Pintar, desde la década de los noventa ha sido su obsesión. Aunque rastreando por el horizonte creativo encontramos terrenos muy firmes en otras disciplinas de la plástica, como el grabado y el dibujo, presentes en esta exposición y donde los más jóvenes podrán reconocer a un artista en todo el sentido de la palabra. En las disímiles superficies tocadas por su poética que podría resumirse como no tener ningún estilo —incluso dicho por él—, César Leal exorciza recuerdos, nostalgias y pinta para no olvidar y para que no olvidemos. Constante es en su trabajo la alusión a las huellas de la realidad, del desarrollo progresivo y de la herencia cultural con el hombre como centro gestor.

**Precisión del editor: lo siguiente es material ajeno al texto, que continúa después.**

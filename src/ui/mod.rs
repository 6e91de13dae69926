// SPDX-License-Identifier: MPL-2.0
//! User interface components and state management.
//!
//! This module organizes all UI-related code following a component-based architecture
//! with the Elm-style "state down, messages up" pattern.
//!
//! # Components
//!
//! - [`components`] - Visual primitives (button, input, checkbox, card, divider)
//! - [`navbar`] - Navigation bar with brand, links, and call-to-action buttons
//! - [`widgets`] - Custom Iced widgets (loading spinner)
//!
//! # Shared Infrastructure
//!
//! - [`feedback`] - Loading/error/toast state for a UI surface
//! - [`styles`] - Centralized styling (buttons, inputs, containers)
//! - [`design_tokens`] - Design system constants (colors, spacing, sizing)
//! - [`theming`] - Light/Dark/System theme mode management

pub mod components;
pub mod design_tokens;
pub mod feedback;
pub mod navbar;
pub mod styles;
pub mod theming;
pub mod widgets;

En las telas, desde principios de los noventa, armó su quehacer a partir de un tratamiento neocubista-expresionista con una mezcla de lo racional e intuitivo donde aparecía una sensualidad plena de sugerencias (serie Parejas). En otras obras y series, de la mano de esa poética que parte de la imagen símbolo, que le permite analogías y contrastes entre elementos de disímiles procedencias humanas, culturales y naturales aborda de manera crítica la hipocresía, la doble moral, y otros aspectos sociales, a través de elementos que pueden tener carácter local e incluso trascenderlo y en los que revela una especie muy libre de pensamiento en torno a ritmos y asociaciones de color que muestran una agresividad siempre controlada.

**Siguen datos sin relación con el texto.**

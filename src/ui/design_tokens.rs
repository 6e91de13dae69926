// SPDX-License-Identifier: MPL-2.0
#![doc = r#"
# Design Tokens

This module defines all of the library's design tokens, following the W3C Design Tokens standard.

## Organization

- **Palette**: Base colors
- **Opacity**: Standardized opacity levels
- **Spacing**: Spacing scale (8px grid)
- **Sizing**: Component sizes
- **Typography**: Font size scale
- **Border**: Border width scale
- **Radius**: Border radii
- **Shadow**: Shadow definitions

## Examples

```
use ansiversa_ui::ui::design_tokens::{palette, spacing, opacity};
use iced::Color;

// Create a muted surface color
let muted = Color {
    a: opacity::SURFACE,
    ..palette::GRAY_100
};

// Use the spacing scale
let padding = spacing::MD; // 16px
```

## Modification

⚠️ Tokens are designed to be consistent. Before modifying:
1. Check the impact on all components
2. Maintain ratios (e.g., MD = XS * 2)
3. Run validation tests
"#]

use iced::Color;

// ============================================================================
// Color Palette
// ============================================================================

pub mod palette {
    use super::Color;

    // Grayscale
    pub const BLACK: Color = Color::BLACK;
    pub const WHITE: Color = Color::WHITE;
    pub const GRAY_900: Color = Color::from_rgb(0.1, 0.1, 0.1);
    pub const GRAY_700: Color = Color::from_rgb(0.3, 0.3, 0.3);
    pub const GRAY_400: Color = Color::from_rgb(0.4, 0.4, 0.4);
    pub const GRAY_200: Color = Color::from_rgb(0.75, 0.75, 0.75);
    pub const GRAY_100: Color = Color::from_rgb(0.85, 0.85, 0.85);

    // Brand colors (indigo scale)
    pub const PRIMARY_100: Color = Color::from_rgb(0.88, 0.91, 1.0); // Very light indigo
    pub const PRIMARY_200: Color = Color::from_rgb(0.78, 0.82, 0.99); // Light indigo
    pub const PRIMARY_400: Color = Color::from_rgb(0.51, 0.55, 0.97); // Medium light indigo
    pub const PRIMARY_500: Color = Color::from_rgb(0.39, 0.4, 0.95); // Primary indigo
    pub const PRIMARY_600: Color = Color::from_rgb(0.31, 0.27, 0.9); // Medium dark indigo
    pub const PRIMARY_700: Color = Color::from_rgb(0.26, 0.22, 0.79); // Dark indigo
    pub const PRIMARY_800: Color = Color::from_rgb(0.21, 0.19, 0.65); // Very dark indigo

    // Semantic colors
    pub const DANGER_500: Color = Color::from_rgb(0.898, 0.224, 0.208);
    pub const WARNING_500: Color = Color::from_rgb(0.945, 0.651, 0.125);
    pub const SUCCESS_500: Color = Color::from_rgb(0.263, 0.702, 0.404);
    pub const INFO_500: Color = Color::from_rgb(0.392, 0.588, 1.0);
}

// ============================================================================
// Opacity Scale
// ============================================================================

pub mod opacity {
    pub const TRANSPARENT: f32 = 0.0;
    pub const OVERLAY_SUBTLE: f32 = 0.2;

    /// Disabled controls render at half strength.
    pub const DISABLED: f32 = 0.5;

    pub const OVERLAY_MEDIUM: f32 = 0.5;
    pub const OVERLAY_STRONG: f32 = 0.7;
    pub const OVERLAY_HOVER: f32 = 0.8;
    pub const OVERLAY_PRESSED: f32 = 0.9;
    pub const OPAQUE: f32 = 1.0;

    /// Surface background - Semi-transparent panels and cards
    pub const SURFACE: f32 = 0.95;
}

// ============================================================================
// Spacing Scale (8px baseline grid)
// ============================================================================

pub mod spacing {
    pub const XXS: f32 = 4.0; // 0.5 unit
    pub const XS: f32 = 8.0; // 1 unit
    pub const SM: f32 = 12.0; // 1.5 units
    pub const MD: f32 = 16.0; // 2 units
    pub const LG: f32 = 24.0; // 3 units
    pub const XL: f32 = 32.0; // 4 units
    pub const XXL: f32 = 48.0; // 6 units
}

// ============================================================================
// Sizing Scale
// ============================================================================

pub mod sizing {
    // Icon sizes
    pub const ICON_SM: f32 = 16.0;
    pub const ICON_MD: f32 = 24.0;
    pub const ICON_LG: f32 = 32.0;
    pub const ICON_XL: f32 = 48.0;

    // Interactive element heights per control size
    pub const CONTROL_SM: f32 = 32.0;
    pub const CONTROL_MD: f32 = 36.0;
    pub const CONTROL_LG: f32 = 44.0;

    // Component widths
    pub const NAVBAR_HEIGHT: f32 = 56.0;
    pub const CARD_MAX_WIDTH: f32 = 420.0;
    pub const TOAST_WIDTH: f32 = 320.0;

    // Spinner
    pub const SPINNER_SM: f32 = 16.0;
    pub const SPINNER_MD: f32 = 32.0;
    pub const SPINNER_LG: f32 = 48.0;
}

// ============================================================================
// Typography Scale
// ============================================================================

pub mod typography {
    //! Font size scale following Material Design 3 type scale principles.
    //!
    //! The scale provides semantic sizes for consistent text hierarchy:
    //! - Titles: Large headings (cards, sections)
    //! - Body: Primary content text
    //! - Caption: Secondary, supporting text

    /// Large title - Page headings
    pub const TITLE_LG: f32 = 30.0;

    /// Medium title - Brand name, card titles
    pub const TITLE_MD: f32 = 20.0;

    /// Small title - Section headers
    pub const TITLE_SM: f32 = 18.0;

    /// Large body - Large buttons and inputs
    pub const BODY_LG: f32 = 16.0;

    /// Standard body - Most UI text, labels, descriptions
    pub const BODY: f32 = 14.0;

    /// Small body - Hints, secondary labels
    pub const BODY_SM: f32 = 13.0;

    /// Caption - Badges, timestamps, small info
    pub const CAPTION: f32 = 12.0;
}

// ============================================================================
// Border Scale
// ============================================================================

pub mod border {
    /// Thin border - Subtle separators, input fields
    pub const WIDTH_SM: f32 = 1.0;

    /// Medium border - Focus rings, toast accents
    pub const WIDTH_MD: f32 = 2.0;
}

// ============================================================================
// Border Radius Scale
// ============================================================================

pub mod radius {
    pub const NONE: f32 = 0.0;
    pub const SM: f32 = 4.0;
    pub const MD: f32 = 8.0;
    pub const LG: f32 = 12.0;
    pub const FULL: f32 = 9999.0; // Pill shape
}

// ============================================================================
// Shadow Definitions
// ============================================================================

pub mod shadow {
    use super::palette;
    use iced::{Shadow, Vector};

    pub const NONE: Shadow = Shadow {
        color: palette::BLACK,
        offset: Vector::ZERO,
        blur_radius: 0.0,
    };

    pub const SM: Shadow = Shadow {
        color: palette::BLACK,
        offset: Vector { x: 0.0, y: 2.0 },
        blur_radius: 4.0,
    };

    pub const MD: Shadow = Shadow {
        color: palette::BLACK,
        offset: Vector { x: 0.0, y: 4.0 },
        blur_radius: 8.0,
    };

    pub const LG: Shadow = Shadow {
        color: palette::BLACK,
        offset: Vector { x: 0.0, y: 8.0 },
        blur_radius: 16.0,
    };
}

// ============================================================================
// Compile-time Validation
// ============================================================================

const _: () = {
    // Spacing validation
    assert!(spacing::XS > 0.0);
    assert!(spacing::SM > spacing::XS);
    assert!(spacing::MD > spacing::SM);
    assert!(spacing::LG > spacing::MD);

    // Opacity validation
    assert!(opacity::TRANSPARENT == 0.0);
    assert!(opacity::OPAQUE == 1.0);
    assert!(opacity::DISABLED > 0.0 && opacity::DISABLED < 1.0);
    assert!(opacity::SURFACE > 0.0 && opacity::SURFACE < 1.0);

    // Sizing validation
    assert!(sizing::CONTROL_LG > sizing::CONTROL_MD);
    assert!(sizing::CONTROL_MD > sizing::CONTROL_SM);
    assert!(sizing::ICON_XL > sizing::ICON_LG);
    assert!(sizing::ICON_LG > sizing::ICON_MD);

    // Typography validation
    assert!(typography::TITLE_LG > typography::TITLE_MD);
    assert!(typography::TITLE_MD > typography::TITLE_SM);
    assert!(typography::TITLE_SM > typography::BODY_LG);
    assert!(typography::BODY > typography::BODY_SM);
    assert!(typography::BODY_SM > typography::CAPTION);

    // Border validation
    assert!(border::WIDTH_MD > border::WIDTH_SM);

    // Color validation
    assert!(palette::PRIMARY_500.r >= 0.0 && palette::PRIMARY_500.r <= 1.0);
};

Mientras que en los trabajos con elementos religiosos y míticos se caracteriza por una sobriedad en los tonos. Signos distintivos del arte moderno y otros íconos participan de este acto de recuperación y desarrollo de formas no agotadas del arte universal. El presente todo lo impregna y dirige a su vez los impulsos pictóricos del creador hacia una progresiva reducción en el trazo y el plano. El dibujo esquemático, busca el trazo certero y sutil con ligereza. A su lado, el color definitorio cobra espontáneamente fuerza, con una línea reforzada. Tonos llenos de luz, claridad que todo lo llena, desvaneciendo los volúmenes, aplastados en un exceso que juega con los planos y el espacio, en cuyo fondo sombras misteriosas articulan la nada...

En sus parábolas pictóricas, él integra lo ético con la historia, la ironía con el drama y persiste en ese camino de construir obras de arte mediante elementos de otras realizaciones de la plástica descontextualizada. Todos ellos constituyen algunos de los instrumentos esenciales en los que César Leal fundamenta su obra. Muchas veces, el arte nos transporta más allá de la realidad aparente. La obra de este creador, como factor de reflexión, conmueve lo real en su acto de verificación poética.